Ma torniamo a «Scritto di notte». Fin dalle prime righe è un Sottsass nudo quello che si presenta agli occhi del lettore, «tutt'al più in mutande», come egli stesso scrive, constatando di possedere un corpo «fragile, esposto all'aggressione dei climi, alle unghie dell'amante, agli sputi delle folle, alle risate dei sapienti» ma, appunto per questo, in fin dei conti, un corpo da «trattar bene» (quasi un invito all'incauto lettore alla ricerca di gossip).

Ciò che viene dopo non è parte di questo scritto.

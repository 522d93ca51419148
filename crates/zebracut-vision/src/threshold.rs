//! Gray-level thresholding and contrast normalization.

use image::{GrayImage, Luma};

use crate::types::ProbabilityMap;

/// Foreground value written into binary masks.
pub const FOREGROUND: u8 = 255;

/// Binary mask of pixels whose value lies in `lower..=upper`.
///
/// Inside pixels become [`FOREGROUND`], everything else 0. An inverted
/// band (`lower > upper`) selects nothing.
#[must_use = "returns the binary mask"]
pub fn in_range(image: &GrayImage, lower: u8, upper: u8) -> GrayImage {
    GrayImage::from_fn(image.width(), image.height(), |x, y| {
        let v = image.get_pixel(x, y).0[0];
        Luma([if (lower..=upper).contains(&v) {
            FOREGROUND
        } else {
            0
        }])
    })
}

/// Stretch the gray levels linearly so the darkest pixel maps to 0 and
/// the brightest to 255.
///
/// Camera exposure drifts between specimens; normalizing first keeps the
/// fixed gray-level bands meaningful. A uniform image is returned as-is.
#[must_use = "returns the normalized image"]
pub fn normalize(image: &GrayImage) -> GrayImage {
    let (min, max) = image
        .pixels()
        .fold((u8::MAX, u8::MIN), |(lo, hi), p| (lo.min(p.0[0]), hi.max(p.0[0])));
    if min >= max {
        return image.clone();
    }
    let span = u32::from(max - min);
    let mut out = image.clone();
    for pixel in out.pixels_mut() {
        let shifted = u32::from(pixel.0[0] - min) * 255;
        // (v - min) * 255 / span <= 255 by construction.
        pixel.0[0] = u8::try_from(shifted / span).unwrap_or(u8::MAX);
    }
    out
}

/// Binary mask of probability-map pixels strictly above `threshold`.
#[must_use = "returns the binary mask"]
pub fn threshold_probability(map: &ProbabilityMap, threshold: f32) -> GrayImage {
    GrayImage::from_fn(map.width(), map.height(), |x, y| {
        Luma([if map.get_pixel(x, y).0[0] > threshold {
            FOREGROUND
        } else {
            0
        }])
    })
}

/// Number of foreground (non-zero) pixels in a mask.
#[must_use]
pub fn count_foreground(mask: &GrayImage) -> u64 {
    mask.pixels().map(|p| u64::from(p.0[0] > 0)).sum()
}

#[cfg(test)]
mod tests {
    use super::*;

    fn ramp() -> GrayImage {
        GrayImage::from_fn(256, 1, |x, _| Luma([u8::try_from(x).unwrap_or(255)]))
    }

    #[test]
    fn in_range_is_inclusive() {
        let mask = in_range(&ramp(), 40, 180);
        assert_eq!(mask.get_pixel(39, 0).0[0], 0);
        assert_eq!(mask.get_pixel(40, 0).0[0], FOREGROUND);
        assert_eq!(mask.get_pixel(180, 0).0[0], FOREGROUND);
        assert_eq!(mask.get_pixel(181, 0).0[0], 0);
        assert_eq!(count_foreground(&mask), 141);
    }

    #[test]
    fn inverted_band_selects_nothing() {
        let mask = in_range(&ramp(), 200, 100);
        assert_eq!(count_foreground(&mask), 0);
    }

    #[test]
    fn normalize_stretches_to_full_range() {
        let img = GrayImage::from_fn(3, 1, |x, _| Luma([[50, 100, 150][x as usize]]));
        let out = normalize(&img);
        assert_eq!(out.get_pixel(0, 0).0[0], 0);
        assert_eq!(out.get_pixel(1, 0).0[0], 127);
        assert_eq!(out.get_pixel(2, 0).0[0], 255);
    }

    #[test]
    fn normalize_leaves_uniform_image() {
        let img = GrayImage::from_pixel(4, 4, Luma([77]));
        assert_eq!(normalize(&img), img);
    }

    #[test]
    fn probability_threshold_is_strict() {
        let map = ProbabilityMap::from_fn(3, 1, |x, _| Luma([[0.2, 0.5, 0.9][x as usize]]));
        let mask = threshold_probability(&map, 0.5);
        assert_eq!(mask.get_pixel(0, 0).0[0], 0);
        assert_eq!(mask.get_pixel(1, 0).0[0], 0);
        assert_eq!(mask.get_pixel(2, 0).0[0], FOREGROUND);
    }
}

Sfilano in queste pagine l'infanzia di Sottsass «in mezzo alle grandi montagne» (un periodo «su cui non ho niente di speciale da raccontare», salvo poi inanellare aneddoti di corrosiva «resistenza» alla cucina materna o di gratitudine per quei maestri speciali che «mi lasciavano lo spazio perché diventasse mio quello che potevo fare mio, e per sapere quello che mai sarebbe diventato mio»); la giovinezza universitaria per la verità un po' dispersiva; la Grande Esposizione a Parigi del 1937 («Mio padre mi aveva dato pochi soldi, molto pochi poveretto, e senza sapere una parola di francese, sdraiato sulla valigia nello scompartimento di terza classe, ho viaggiato tutta la notte verso la Gare de Lyon e sono finito al quarto piano dell'Hotel Azur, due stelle...»). Poi, attraverso brevi paragrafi di leggerissima affabulazione, il lettore giunge agli eventi più conosciuti e riconoscibili della biografia di Sottsass, tutti narrati con preziosa autoironia («Nella mia esistenza tutto è sempre stato un po' vago. Qualche volta ho creduto di no ma poi è venuto fuori che ero stato vago...»): i viaggi da New York ai Caraibi, dall'India a San Francisco; le esposizioni alla Triennale; il lavoro di designer (molti ricordano «Valentine», la prima macchina da scrivere portatile in plastica rossa) e ovviamente quello editoriale; gli incontri sentimentali, a volte davvero patetici (verso la fine del libro, quando l'autore era ormai in là con gli anni), a volte, invece, memorabili.
Tra quelli memorabili, c'è questo: «Un giorno d'inverno mi telefona una ragazza e mi dice: Buon giorno. Mi chiamo Fernanda Pivano. Vorrei mettere in scena un'opera del Cinquecento, poi le spiego meglio. Mi hanno detto che lei è molto bravo a disegnare scenografie».

E Ettore, che a quel tempo era un ragazzo «arrogante, maleducato, intrattabile» a cui davano fastidio le persone troppo sicure di sè, non trovò di meglio che accettare l'invito a casa della ragazza («La casa dei suoi genitori era quanto di più insopportabile potessi immaginare»). La storia d'amore che ne seguì - naturalmente - fu una delle più sornione e divertenti che Milano possa con piacere ricordare.